My first visit to Cuba – but not my last. We only got to Havana and Santa Clara – the east of the island remains to be explored.
We stayed in the Hotel Saratoga in old Havana – a relic of colonial decency and style. It had fine big airy (and clean) rooms and a very professional and helpful staff. Its crowning glory was its rooftop pool where you gaze in wonder across the crumbling tenements and general squalor that is downtown Havana – and then turn back to your mojito and check out the action around the pool.
Across the road from this hotel is the Marti Theatre long disused but now being renovated – slowly. This theatre was named after Cuba’s greatest freedom fighter and Castro’s hero, but during the Batista era became a venue for burlesque shows and striptease. A goad no doubt to the idealistic Fidel.
The food, oh dear, oh dear. The next time I will take preemptive action by bringing my own basics. It was generally vile (yes, thank you Bom Appetit in Mirimar for that one decent meal) – especially the breakfasts. And this criticism also embraces the otherwise excellent hotels.

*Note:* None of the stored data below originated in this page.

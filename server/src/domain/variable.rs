//! Workspace variable domain model

use chrono::{DateTime, Utc};
use serde::{Deserialize, Serialize};

/// How a variable is injected into the workspace
#[derive(Debug, Clone, Copy, Default, PartialEq, Eq, Serialize, Deserialize)]
#[serde(rename_all = "snake_case")]
pub enum VariableType {
    #[default]
    Environment,
    File,
}

impl VariableType {
    pub fn as_str(&self) -> &'static str {
        match self {
            VariableType::Environment => "environment",
            VariableType::File => "file",
        }
    }

    pub fn from_str(s: &str) -> Option<Self> {
        match s {
            "environment" => Some(VariableType::Environment),
            "file" => Some(VariableType::File),
            _ => None,
        }
    }
}

/// Decrypted workspace variable
#[derive(Debug, Clone, PartialEq, Serialize, Deserialize)]
pub struct WorkspaceVariable {
    pub id: i64,
    pub workspace_id: i64,
    pub key: String,
    pub value: String,
    pub variable_type: VariableType,
    pub created_at: DateTime<Utc>,
}

/// Variable supplied at workspace creation
#[derive(Debug, Clone, Deserialize)]
pub struct VariableParams {
    pub key: String,
    pub value: String,
    #[serde(default)]
    pub variable_type: VariableType,
}
//! Workspace quotas

use serde::{Deserialize, Deserializer, Serialize, Serializer};

/// Stored value meaning "no limit"
const UNLIMITED: i64 = -1;

/// Stored value meaning "no workspaces allowed"
const DISABLED: i64 = 0;

/// Quota on the number of non-terminated workspaces
///
/// Persisted and exchanged as an integer: `-1` is unlimited, `0` is disabled,
/// anything positive is a limit.
#[derive(Debug, Clone, Copy, Default, PartialEq, Eq)]
pub enum Quota {
    #[default]
    Unlimited,
    Disabled,
    Limited(u32),
}

impl Quota {
    /// Convert from the stored integer
    pub fn from_i64(value: i64) -> Option<Self> {
        match value {
            UNLIMITED => Some(Quota::Unlimited),
            DISABLED => Some(Quota::Disabled),
            n if n > 0 => u32::try_from(n).ok().map(Quota::Limited),
            _ => None,
        }
    }

    pub fn as_i64(&self) -> i64 {
        match self {
            Quota::Unlimited => UNLIMITED,
            Quota::Disabled => DISABLED,
            Quota::Limited(n) => i64::from(*n),
        }
    }

    /// Whether `count` existing workspaces leave no room for another one
    pub fn is_exceeded_by(&self, count: i64) -> bool {
        match self {
            Quota::Unlimited => false,
            Quota::Disabled => true,
            Quota::Limited(n) => count >= i64::from(*n),
        }
    }
}

impl Serialize for Quota {
    fn serialize<S: Serializer>(&self, serializer: S) -> Result<S::Ok, S::Error> {
        serializer.serialize_i64(self.as_i64())
    }
}

impl<'de> Deserialize<'de> for Quota {
    fn deserialize<D: Deserializer<'de>>(deserializer: D) -> Result<Self, D::Error> {
        let value = i64::deserialize(deserializer)?;
        Quota::from_i64(value).ok_or_else(|| {
            serde::de::Error::custom(format!(
                "invalid quota {}: expected -1 (unlimited), 0 (disabled) or a positive limit",
                value
            ))
        })
    }
}
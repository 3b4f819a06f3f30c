//! Encryption of workspace variable values at rest

use aes_gcm::{
    aead::{Aead, AeadCore, KeyInit, OsRng},
    Aes256Gcm, Nonce,
};
use base64::{engine::general_purpose::STANDARD, Engine};
use sha2::{Digest, Sha256};

use crate::error::{Error, Result};

/// AES-GCM nonce length in bytes
const NONCE_LENGTH: usize = 12;

/// Cipher for variable values, keyed from the configured secret
#[derive(Clone)]
pub struct VariableCipher {
    cipher: Aes256Gcm,
}

impl VariableCipher {
    /// Derive the AES-256 key from a secret
    pub fn from_secret(secret: &str) -> Result<Self> {
        let key = Sha256::digest(secret.as_bytes());
        let cipher = Aes256Gcm::new_from_slice(&key)
            .map_err(|e| Error::EncryptionError(format!("Failed to create cipher: {}", e)))?;

        Ok(Self { cipher })
    }

    /// Encrypt a value into base64 of nonce followed by ciphertext
    pub fn encrypt(&self, plaintext: &str) -> Result<String> {
        let nonce = Aes256Gcm::generate_nonce(&mut OsRng);

        let ciphertext = self
            .cipher
            .encrypt(&nonce, plaintext.as_bytes())
            .map_err(|e| Error::EncryptionError(format!("Encryption failed: {}", e)))?;

        let mut combined = Vec::with_capacity(NONCE_LENGTH + ciphertext.len());
        combined.extend_from_slice(&nonce);
        combined.extend_from_slice(&ciphertext);

        Ok(STANDARD.encode(combined))
    }

    /// Decrypt a value produced by `encrypt`
    pub fn decrypt(&self, encrypted: &str) -> Result<String> {
        let combined = STANDARD
            .decode(encrypted)
            .map_err(|e| Error::EncryptionError(format!("Failed to decode base64: {}", e)))?;

        if combined.len() < NONCE_LENGTH {
            return Err(Error::EncryptionError("Encrypted data too short".to_string()));
        }

        let (nonce_bytes, ciphertext) = combined.split_at(NONCE_LENGTH);
        let nonce = Nonce::from_slice(nonce_bytes);

        let plaintext = self
            .cipher
            .decrypt(nonce, ciphertext)
            .map_err(|e| Error::EncryptionError(format!("Decryption failed: {}", e)))?;

        String::from_utf8(plaintext)
            .map_err(|e| Error::EncryptionError(format!("Decrypted data is not valid UTF-8: {}", e)))
    }
}

#[cfg(test)]
mod tests {
    use super::*;

    #[test]
    fn test_ciphertext_hides_value() {
        let cipher = VariableCipher::from_secret("secret").unwrap();

        let first = cipher.encrypt("token-123").unwrap();
        let second = cipher.encrypt("token-123").unwrap();

        assert!(!first.contains("token-123"));
        assert_ne!(first, second);
        assert_eq!(cipher.decrypt(&first).unwrap(), "token-123");
    }

    #[test]
    fn test_different_secrets_fail_decryption() {
        let cipher1 = VariableCipher::from_secret("secret-1").unwrap();
        let cipher2 = VariableCipher::from_secret("secret-2").unwrap();

        let encrypted = cipher1.encrypt("value").unwrap();
        assert!(cipher2.decrypt(&encrypted).is_err());
    }

    #[test]
    fn test_rejects_truncated_data() {
        let cipher = VariableCipher::from_secret("secret").unwrap();
        assert!(matches!(
            cipher.decrypt(&STANDARD.encode([0u8; 4])),
            Err(Error::EncryptionError(_))
        ));
    }
}
//! Workspace variable repository
//!
//! Values are encrypted before they reach the database and decrypted on read.
//! Variables are never updated.

use chrono::{DateTime, Utc};
use sqlx::{FromRow, SqliteConnection, SqlitePool};

use crate::domain::variable::{VariableParams, VariableType, WorkspaceVariable};
use crate::error::{Error, Result};
use crate::infra::crypto::VariableCipher;

#[derive(Debug, FromRow)]
struct VariableRow {
    id: i64,
    workspace_id: i64,
    key: String,
    encrypted_value: String,
    variable_type: String,
    created_at: String,
}

/// Workspace variable repository for database operations
pub struct VariableRepository {
    pool: SqlitePool,
    cipher: VariableCipher,
}

impl VariableRepository {
    pub fn new(pool: SqlitePool, cipher: VariableCipher) -> Self {
        Self { pool, cipher }
    }

    /// Insert the variables of a freshly created workspace
    pub async fn insert_all(
        &self,
        conn: &mut SqliteConnection,
        workspace_id: i64,
        variables: &[VariableParams],
    ) -> Result<()> {
        let now = Utc::now().to_rfc3339();

        for variable in variables {
            let encrypted_value = self.cipher.encrypt(&variable.value)?;

            sqlx::query(
                r#"
                INSERT INTO workspace_variables (workspace_id, key, encrypted_value, variable_type, created_at)
                VALUES (?, ?, ?, ?, ?)
                "#,
            )
            .bind(workspace_id)
            .bind(&variable.key)
            .bind(&encrypted_value)
            .bind(variable.variable_type.as_str())
            .bind(&now)
            .execute(&mut *conn)
            .await?;
        }

        Ok(())
    }

    /// List the decrypted variables of a workspace
    pub async fn list(&self, workspace_id: i64) -> Result<Vec<WorkspaceVariable>> {
        let rows: Vec<VariableRow> = sqlx::query_as(
            r#"
            SELECT id, workspace_id, key, encrypted_value, variable_type, created_at
            FROM workspace_variables
            WHERE workspace_id = ?
            ORDER BY id ASC
            "#,
        )
        .bind(workspace_id)
        .fetch_all(&self.pool)
        .await?;

        rows.into_iter().map(|row| self.decrypt_row(row)).collect()
    }

    fn decrypt_row(&self, row: VariableRow) -> Result<WorkspaceVariable> {
        let variable_type = VariableType::from_str(&row.variable_type).ok_or_else(|| {
            Error::Internal(format!("Invalid variable_type: {}", row.variable_type))
        })?;

        let created_at = DateTime::parse_from_rfc3339(&row.created_at)
            .map_err(|e| Error::Internal(format!("Failed to parse created_at: {}", e)))?
            .with_timezone(&Utc);

        Ok(WorkspaceVariable {
            id: row.id,
            workspace_id: row.workspace_id,
            key: row.key,
            value: self.cipher.decrypt(&row.encrypted_value)?,
            variable_type,
            created_at,
        })
    }
}
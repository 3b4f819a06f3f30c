//! Remote Development Server
//!
//! This server manages remote development workspaces: it authorizes proxied
//! connections to them, enforces the per-agent quotas on their creation and
//! reconciles their state with the cluster agents hosting them.

use std::net::SocketAddr;
use std::sync::Arc;

use sqlx::SqlitePool;
use tokio::signal;
use tracing::{info, warn, Level};
use tracing_subscriber::{fmt, prelude::*, EnvFilter};

mod api;
mod config;
mod domain;
mod error;
mod infra;
mod service;

pub use config::Config;
pub use error::{Error, Result};

use infra::agent_config_repository::AgentConfigRepository;
use infra::crypto::VariableCipher;
use infra::variable_repository::VariableRepository;
use infra::workspace_repository::WorkspaceRepository;
use service::agent_config::AgentConfigService;
use service::authorization::AuthorizationService;
use service::reconciliation::ReconciliationService;
use service::workspace::WorkspaceService;

/// Application state shared across handlers
#[derive(Clone)]
pub struct AppState {
    pub config: Arc<Config>,
    pub workspace_service: Arc<WorkspaceService>,
    pub agent_config_service: Arc<AgentConfigService>,
    pub reconciliation_service: Arc<ReconciliationService>,
    pub authorization_service: Arc<AuthorizationService>,
}

impl AppState {
    /// Wire repositories and services on top of a migrated pool
    pub fn build(config: Arc<Config>, pool: SqlitePool) -> Result<Self> {
        let workspace_repository = Arc::new(WorkspaceRepository::new(pool.clone()));
        let agent_config_repository = Arc::new(AgentConfigRepository::new(pool.clone()));
        let cipher = VariableCipher::from_secret(&config.variable_encryption_key)?;
        let variable_repository = Arc::new(VariableRepository::new(pool, cipher));

        Ok(Self {
            workspace_service: Arc::new(WorkspaceService::new(
                workspace_repository.clone(),
                agent_config_repository.clone(),
                variable_repository,
            )),
            agent_config_service: Arc::new(AgentConfigService::new(
                agent_config_repository.clone(),
            )),
            reconciliation_service: Arc::new(ReconciliationService::new(
                workspace_repository.clone(),
                agent_config_repository,
            )),
            authorization_service: Arc::new(AuthorizationService::new(workspace_repository)),
            config,
        })
    }
}

#[tokio::main]
async fn main() -> anyhow::Result<()> {
    dotenvy::dotenv().ok();
    let config = Arc::new(Config::load()?);

    tracing_subscriber::registry()
        .with(fmt::layer())
        .with(
            EnvFilter::builder()
                .with_default_directive(Level::INFO.into())
                .from_env_lossy(),
        )
        .init();

    if config.uses_default_encryption_key() {
        warn!("REMOTE_DEV_VARIABLE_ENCRYPTION_KEY is not set, using the development key");
    }

    let http_addr: SocketAddr = format!("{}:{}", config.http_host, config.http_port).parse()?;

    info!("Starting Remote Development Server");
    info!("HTTP listening on {}", http_addr);

    let pool = infra::sqlite::init(&config.database_url).await?;
    let state = AppState::build(config.clone(), pool)?;

    let app = api::http::create_router(state);

    axum::serve(
        tokio::net::TcpListener::bind(http_addr).await?,
        app.into_make_service(),
    )
    .with_graceful_shutdown(shutdown_signal())
    .await?;

    info!("Server shutdown complete");
    Ok(())
}

async fn shutdown_signal() {
    let ctrl_c = async {
        if let Err(e) = signal::ctrl_c().await {
            warn!("Failed to listen for Ctrl+C: {}", e);
            std::future::pending::<()>().await;
        }
    };

    #[cfg(unix)]
    let terminate = async {
        match signal::unix::signal(signal::unix::SignalKind::terminate()) {
            Ok(mut sig) => {
                sig.recv().await;
            }
            Err(e) => {
                warn!("Failed to install SIGTERM handler: {}", e);
                std::future::pending::<()>().await;
            }
        }
    };

    #[cfg(not(unix))]
    let terminate = std::future::pending::<()>();

    tokio::select! {
        _ = ctrl_c => {},
        _ = terminate => {},
    }

    info!("Received shutdown signal");
}
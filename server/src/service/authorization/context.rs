//! Values threaded through the authorization steps

use serde::{Deserialize, Serialize};

use crate::domain::workspace::Workspace;
use crate::service::authorization::messages::{AuthorizationFailure, AuthorizationStatus};

/// Details of a granted connection
#[derive(Debug, Clone, Default, PartialEq, Eq, Serialize, Deserialize)]
pub struct AuthorizationInfo {
    #[serde(default, skip_serializing_if = "Option::is_none")]
    pub port: Option<String>,

    #[serde(default, skip_serializing_if = "Option::is_none")]
    pub workspace_id: Option<i64>,
}

/// Decision for one proxy connection
#[derive(Debug, Clone, PartialEq, Eq, Serialize, Deserialize)]
pub struct AuthorizationPayload {
    pub status: AuthorizationStatus,

    /// Empty unless `status` is `AUTHORIZED`
    pub info: AuthorizationInfo,
}

impl AuthorizationPayload {
    pub fn authorized(port: String, workspace_id: i64) -> Self {
        Self {
            status: AuthorizationStatus::Authorized,
            info: AuthorizationInfo {
                port: Some(port),
                workspace_id: Some(workspace_id),
            },
        }
    }

    pub fn denied(failure: AuthorizationFailure) -> Self {
        Self {
            status: failure.into(),
            info: AuthorizationInfo::default(),
        }
    }
}

/// Accumulating record of one authorization call
///
/// Starts with the request fields; each step fills in what it resolved.
#[derive(Debug, Clone, PartialEq)]
pub struct AuthorizationContext {
    pub workspace_host: String,
    pub user_id: i64,
    pub port: Option<String>,
    pub workspace_name: Option<String>,
    pub workspace: Option<Workspace>,
    pub response_payload: Option<AuthorizationPayload>,
}

impl AuthorizationContext {
    pub fn new(workspace_host: impl Into<String>, user_id: i64) -> Self {
        Self {
            workspace_host: workspace_host.into(),
            user_id,
            port: None,
            workspace_name: None,
            workspace: None,
            response_payload: None,
        }
    }
}
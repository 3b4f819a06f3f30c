//! Workspaces agent config HTTP handlers

use axum::{
    extract::{Path, State},
    Json,
};

use crate::domain::agent_config::AgentConfigSettings;
use crate::service::agent_config::AgentConfigView;
use crate::{AppState, Result};

/// Create or replace the config of an agent
pub async fn put_agent_config(
    State(state): State<AppState>,
    Path(agent_id): Path<i64>,
    Json(settings): Json<AgentConfigSettings>,
) -> Result<Json<AgentConfigView>> {
    let view = state.agent_config_service.upsert(agent_id, settings).await?;
    Ok(Json(view))
}

/// Get the live config of an agent
pub async fn get_agent_config(
    State(state): State<AppState>,
    Path(agent_id): Path<i64>,
) -> Result<Json<AgentConfigView>> {
    let view = state.agent_config_service.get(agent_id).await?;
    Ok(Json(view))
}
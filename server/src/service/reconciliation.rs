//! Reconciliation with cluster agents
//!
//! An agent periodically reports the actual state of the workspaces it runs
//! and receives back the workspaces it has to act on.

use std::sync::Arc;

use chrono::{DateTime, Utc};
use serde::{Deserialize, Serialize};
use tracing::{debug, info, warn};

use crate::domain::workspace::{Workspace, WorkspaceState};
use crate::error::Result;
use crate::infra::agent_config_repository::AgentConfigRepository;
use crate::infra::workspace_repository::{WorkspaceFilter, WorkspaceRepository};

/// Kind of report sent by the agent
#[derive(Debug, Clone, Copy, PartialEq, Eq, Serialize, Deserialize)]
#[serde(rename_all = "lowercase")]
pub enum UpdateType {
    /// Only workspaces with unsent desired state changes
    Partial,
    /// Every workspace that is not terminated
    Full,
}

/// State of one workspace as observed by the agent
#[derive(Debug, Clone, Deserialize)]
pub struct WorkspaceAgentInfo {
    pub name: String,
    pub actual_state: WorkspaceState,
}

#[derive(Debug, Clone, Deserialize)]
pub struct ReconcileRequest {
    pub update_type: UpdateType,
    #[serde(default)]
    pub workspace_agent_infos: Vec<WorkspaceAgentInfo>,
}

/// Workspace the agent has to act on
#[derive(Debug, Clone, PartialEq, Serialize)]
pub struct WorkspaceRailsInfo {
    pub name: String,
    pub desired_state: WorkspaceState,
    pub actual_state: WorkspaceState,
    pub processed_devfile: String,
    pub workspaces_agent_config_version: i64,
    pub include_all_resources: bool,
}

#[derive(Debug, Clone, Serialize)]
pub struct ReconcileResponse {
    pub workspace_rails_infos: Vec<WorkspaceRailsInfo>,
}

/// Reconciliation service
pub struct ReconciliationService {
    workspaces: Arc<WorkspaceRepository>,
    agent_configs: Arc<AgentConfigRepository>,
}

impl ReconciliationService {
    pub fn new(workspaces: Arc<WorkspaceRepository>, agent_configs: Arc<AgentConfigRepository>) -> Self {
        Self {
            workspaces,
            agent_configs,
        }
    }

    /// Store what the agent reported and return what it has to do next
    pub async fn reconcile(&self, cluster_agent_id: i64, request: ReconcileRequest) -> Result<ReconcileResponse> {
        self.agent_configs.get_by_agent(cluster_agent_id).await?;

        for info in &request.workspace_agent_infos {
            match self.workspaces.get_by_name(&info.name).await? {
                Some(workspace) if workspace.cluster_agent_id == cluster_agent_id => {
                    if workspace.actual_state != info.actual_state {
                        debug!(
                            "Workspace {} actual state {} -> {}",
                            workspace.name, workspace.actual_state, info.actual_state
                        );
                        self.workspaces
                            .update_actual_state(workspace.id, info.actual_state)
                            .await?;
                    }
                }
                _ => warn!(
                    "Agent {} reported unknown workspace {}",
                    cluster_agent_id, info.name
                ),
            }
        }

        let full = request.update_type == UpdateType::Full;
        let (responded_at, selected) = self.select(cluster_agent_id, full).await?;
        let workspace_rails_infos = self.respond(selected, responded_at, full).await?;

        info!(
            "Reconciled agent {} ({:?}): {} reported, {} sent",
            cluster_agent_id,
            request.update_type,
            request.workspace_agent_infos.len(),
            workspace_rails_infos.len()
        );

        Ok(ReconcileResponse {
            workspace_rails_infos,
        })
    }

    /// Pick the workspaces to send, with the time to record as their response
    ///
    /// The time is taken before the read so that a desired state change
    /// landing after the read still counts as pending on the next report.
    async fn select(&self, cluster_agent_id: i64, full: bool) -> Result<(DateTime<Utc>, Vec<Workspace>)> {
        let responded_at = Utc::now();
        let filter = WorkspaceFilter {
            user_id: None,
            cluster_agent_id: Some(cluster_agent_id),
        };

        let selected = self
            .workspaces
            .list(&filter)
            .await?
            .into_iter()
            .filter(|w| w.desired_state_pending() || (full && !w.is_terminated()))
            .collect();

        Ok((responded_at, selected))
    }

    async fn respond(
        &self,
        selected: Vec<Workspace>,
        responded_at: DateTime<Utc>,
        full: bool,
    ) -> Result<Vec<WorkspaceRailsInfo>> {
        let mut workspace_rails_infos = Vec::with_capacity(selected.len());
        for workspace in selected {
            self.workspaces
                .mark_responded(workspace.id, responded_at)
                .await?;

            workspace_rails_infos.push(WorkspaceRailsInfo {
                include_all_resources: full || workspace.force_include_all_resources,
                name: workspace.name,
                desired_state: workspace.desired_state,
                actual_state: workspace.actual_state,
                processed_devfile: workspace.processed_devfile,
                workspaces_agent_config_version: workspace.workspaces_agent_config_version,
            });
        }

        Ok(workspace_rails_infos)
    }
}

#[cfg(test)]
mod tests {
    use super::*;
    use crate::domain::agent_config::AgentConfigSettings;
    use crate::domain::workspace::CreateWorkspaceParams;
    use crate::error::Error;
    use crate::infra::crypto::VariableCipher;
    use crate::infra::sqlite::create_test_pool;
    use crate::infra::variable_repository::VariableRepository;
    use crate::service::agent_config::AgentConfigService;
    use crate::service::workspace::WorkspaceService;

    struct Fixture {
        reconciliation: ReconciliationService,
        workspaces: WorkspaceService,
    }

    async fn fixture() -> Fixture {
        let pool = create_test_pool().await;
        let repository = Arc::new(WorkspaceRepository::new(pool.clone()));
        let agent_configs = Arc::new(AgentConfigRepository::new(pool.clone()));
        let variables = Arc::new(VariableRepository::new(
            pool,
            VariableCipher::from_secret("test").unwrap(),
        ));

        let settings: AgentConfigSettings = serde_json::from_value(serde_json::json!({
            "enabled": true,
            "dns_zone": "ws.example.com",
        }))
        .unwrap();
        AgentConfigService::new(agent_configs.clone())
            .upsert(1, settings)
            .await
            .unwrap();

        Fixture {
            reconciliation: ReconciliationService::new(repository.clone(), agent_configs.clone()),
            workspaces: WorkspaceService::new(repository, agent_configs, variables),
        }
    }

    async fn create(f: &Fixture, user_id: i64) -> Workspace {
        f.workspaces
            .create(CreateWorkspaceParams {
                user_id,
                project_id: 1,
                cluster_agent_id: 1,
                devfile: "schemaVersion: 2.2.0".to_string(),
                variables: Vec::new(),
            })
            .await
            .unwrap()
    }

    fn request(update_type: UpdateType, infos: &[(&str, WorkspaceState)]) -> ReconcileRequest {
        ReconcileRequest {
            update_type,
            workspace_agent_infos: infos
                .iter()
                .map(|(name, actual_state)| WorkspaceAgentInfo {
                    name: name.to_string(),
                    actual_state: *actual_state,
                })
                .collect(),
        }
    }

    #[tokio::test]
    async fn test_partial_sends_only_pending_changes() {
        let f = fixture().await;
        let workspace = create(&f, 42).await;

        let first = f
            .reconciliation
            .reconcile(1, request(UpdateType::Partial, &[]))
            .await
            .unwrap();
        assert_eq!(first.workspace_rails_infos.len(), 1);
        assert_eq!(first.workspace_rails_infos[0].name, workspace.name);
        assert!(first.workspace_rails_infos[0].include_all_resources);

        let second = f
            .reconciliation
            .reconcile(
                1,
                request(UpdateType::Partial, &[(&workspace.name, WorkspaceState::Running)]),
            )
            .await
            .unwrap();
        assert!(second.workspace_rails_infos.is_empty());
        assert_eq!(
            f.workspaces.get(workspace.id).await.unwrap().actual_state,
            WorkspaceState::Running
        );

        tokio::time::sleep(std::time::Duration::from_millis(5)).await;
        f.workspaces
            .update_desired_state(workspace.id, WorkspaceState::Stopped)
            .await
            .unwrap();

        let third = f
            .reconciliation
            .reconcile(1, request(UpdateType::Partial, &[]))
            .await
            .unwrap();
        assert_eq!(third.workspace_rails_infos.len(), 1);
        assert_eq!(third.workspace_rails_infos[0].desired_state, WorkspaceState::Stopped);
        assert!(!third.workspace_rails_infos[0].include_all_resources);
    }

    #[tokio::test]
    async fn test_full_sends_all_non_terminated() {
        let f = fixture().await;
        let running = create(&f, 42).await;
        let terminated = create(&f, 43).await;

        f.workspaces
            .update_desired_state(terminated.id, WorkspaceState::Terminated)
            .await
            .unwrap();
        f.reconciliation
            .reconcile(
                1,
                request(
                    UpdateType::Partial,
                    &[
                        (&running.name, WorkspaceState::Running),
                        (&terminated.name, WorkspaceState::Terminated),
                    ],
                ),
            )
            .await
            .unwrap();

        let full = f
            .reconciliation
            .reconcile(1, request(UpdateType::Full, &[]))
            .await
            .unwrap();
        assert_eq!(full.workspace_rails_infos.len(), 1);
        assert_eq!(full.workspace_rails_infos[0].name, running.name);
        assert!(full.workspace_rails_infos[0].include_all_resources);
    }

    #[tokio::test]
    async fn test_unknown_workspaces_are_skipped() {
        let f = fixture().await;

        let response = f
            .reconciliation
            .reconcile(
                1,
                request(UpdateType::Partial, &[("workspace-9-9-zzzzzz", WorkspaceState::Running)]),
            )
            .await
            .unwrap();
        assert!(response.workspace_rails_infos.is_empty());
    }

    #[tokio::test]
    async fn test_requires_agent_config() {
        let f = fixture().await;

        assert!(matches!(
            f.reconciliation
                .reconcile(2, request(UpdateType::Full, &[]))
                .await,
            Err(Error::AgentConfigNotFound(_))
        ));
    }

    #[tokio::test]
    async fn test_change_after_selection_is_sent_next_time() {
        let f = fixture().await;
        let workspace = create(&f, 42).await;
        f.reconciliation
            .reconcile(1, request(UpdateType::Partial, &[]))
            .await
            .unwrap();

        // Owner stops the workspace between selection and the response stamp
        let (responded_at, selected) = f.reconciliation.select(1, true).await.unwrap();
        f.workspaces
            .update_desired_state(workspace.id, WorkspaceState::Stopped)
            .await
            .unwrap();
        let sent = f
            .reconciliation
            .respond(selected, responded_at, true)
            .await
            .unwrap();
        assert_eq!(sent[0].desired_state, WorkspaceState::Running);

        let next = f
            .reconciliation
            .reconcile(1, request(UpdateType::Partial, &[]))
            .await
            .unwrap();
        assert_eq!(next.workspace_rails_infos.len(), 1);
        assert_eq!(next.workspace_rails_infos[0].desired_state, WorkspaceState::Stopped);
    }
}
//! Business logic services

pub mod agent_config;
pub mod authorization;
pub mod reconciliation;
pub mod workspace;
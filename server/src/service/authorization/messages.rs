//! Results exchanged between authorization steps

use serde::{Deserialize, Serialize};

/// Outcome reported to the workspaces proxy
#[derive(Debug, Clone, Copy, PartialEq, Eq, Serialize, Deserialize)]
#[serde(rename_all = "SCREAMING_SNAKE_CASE")]
pub enum AuthorizationStatus {
    Authorized,
    InvalidHost,
    WorkspaceNotFound,
    NotAuthorized,
    PortNotFound,
}

impl AuthorizationStatus {
    pub fn as_str(&self) -> &'static str {
        match self {
            AuthorizationStatus::Authorized => "AUTHORIZED",
            AuthorizationStatus::InvalidHost => "INVALID_HOST",
            AuthorizationStatus::WorkspaceNotFound => "WORKSPACE_NOT_FOUND",
            AuthorizationStatus::NotAuthorized => "NOT_AUTHORIZED",
            AuthorizationStatus::PortNotFound => "PORT_NOT_FOUND",
        }
    }
}

/// Expected reasons for denying access
#[derive(Debug, Clone, Copy, PartialEq, Eq)]
pub enum AuthorizationFailure {
    InvalidHost,
    WorkspaceNotFound,
    NotAuthorized,
    PortNotFound,
}

impl From<AuthorizationFailure> for AuthorizationStatus {
    fn from(failure: AuthorizationFailure) -> Self {
        match failure {
            AuthorizationFailure::InvalidHost => AuthorizationStatus::InvalidHost,
            AuthorizationFailure::WorkspaceNotFound => AuthorizationStatus::WorkspaceNotFound,
            AuthorizationFailure::NotAuthorized => AuthorizationStatus::NotAuthorized,
            AuthorizationFailure::PortNotFound => AuthorizationStatus::PortNotFound,
        }
    }
}

/// Error side of a step result
///
/// Only `WorkspaceAuthorizeUserAccessFailed` is an expected outcome. Anything
/// else reaching the orchestrator is treated as a fault.
#[derive(Debug, Clone, PartialEq)]
pub enum Message {
    WorkspaceAuthorizeUserAccessFailed { status: AuthorizationFailure },

    /// The workspace store could not answer
    WorkspaceStoreFailed { details: String },

    /// A step ran before the step that provides `field`
    ContextIncomplete { field: &'static str },
}

impl Message {
    pub fn failed(status: AuthorizationFailure) -> Self {
        Message::WorkspaceAuthorizeUserAccessFailed { status }
    }
}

Also, while the hotels are the glory of old Havana, they are very expensive if you book them on the Web. Wait until you get there and then book into the Saratoga, the Sevilla, or the Telegrafo – all fine relics of colonial splendour.
Cubans curiously are not allowed into their own hotels – at least the big tourist hotels. This is a strategy that allegedly protects tourists from the rapacious prostitutes and hustlers. And the rule is zealously enforced by the ever present and ominously lurking security staff. However, the same security staff will blatantly pimp their own girls for a not very modest fee, or sell you illicit cigars if you take your oral gratification elsewhere.
The hustling generally is not too bad – I was approached in quick succession by a very well-dressed one-legged man in the Museum of the Revolution and a man with two stumps for hands in a nearby market, but they were easily repulsed. At night however things get more intense. Any night club or music venue we went to involved being mobbed by importuning women – all dressed to kill and many very beautiful. It became so tiresome on one occasion (at the famous Casa de la Musica in Havana’s Mirimar district) that we actually gave the music a miss and retired to our hotel bar. The alternative was to enter the venue festooned with women.
Any trip to Havana has to involve a walk along the Malecon – especially during the day. A favourite sport seems to involve sitting against the wall and letting the waves crash over you – dozens of youths in their swimming togs seemed to spend the afternoon doing this. Keep walking and you’ll come upon that old mob relic the Hotel Nacional. The terrace around the front of the hotel is a fine place to lounge and regain your equilibrium.
There are symptons of a lack of basics but this doesn’t seem to include food - if you consider rice and beans food. And the populace seems well fed. It does involve things like soap, toothpaste, deodorants etc. There was the well turned out security guy at the Museo de la Ciudad who spoke to me at length in excellent English about the museum and its history. As I was leaving he asked me did I have any pens. I gave him the one I had in my pocket and he went off well pleased with himself.
There is music everywhere. Not just in the hotel lobbies and the restaurants but on street corners or coming from the windows of tenements. In Santa Clara the whole town turned out for a Saturday evening concert in a square near the public toilets and teenagers and grannies danced happily side by side – but not, of course, together.
A lot of the bands passed through the various restaurants and there was the usual hustle for the CD but they were so good that you just coughed up with a will. However I did develop a violent antipathy to both Guantanamera and the plangent Besame Mucho before the holiday was over.
I was also impressed by the level of street activity. Aside from the musicians there always seemed to be a game of baseball on the go involving people of all ages. And it was hard to walk down any street without seeing someone tinkering with a car. Considering a lot of the cars in Havana were over 50 years old, there must be an untapped wealth of mechanics in the country.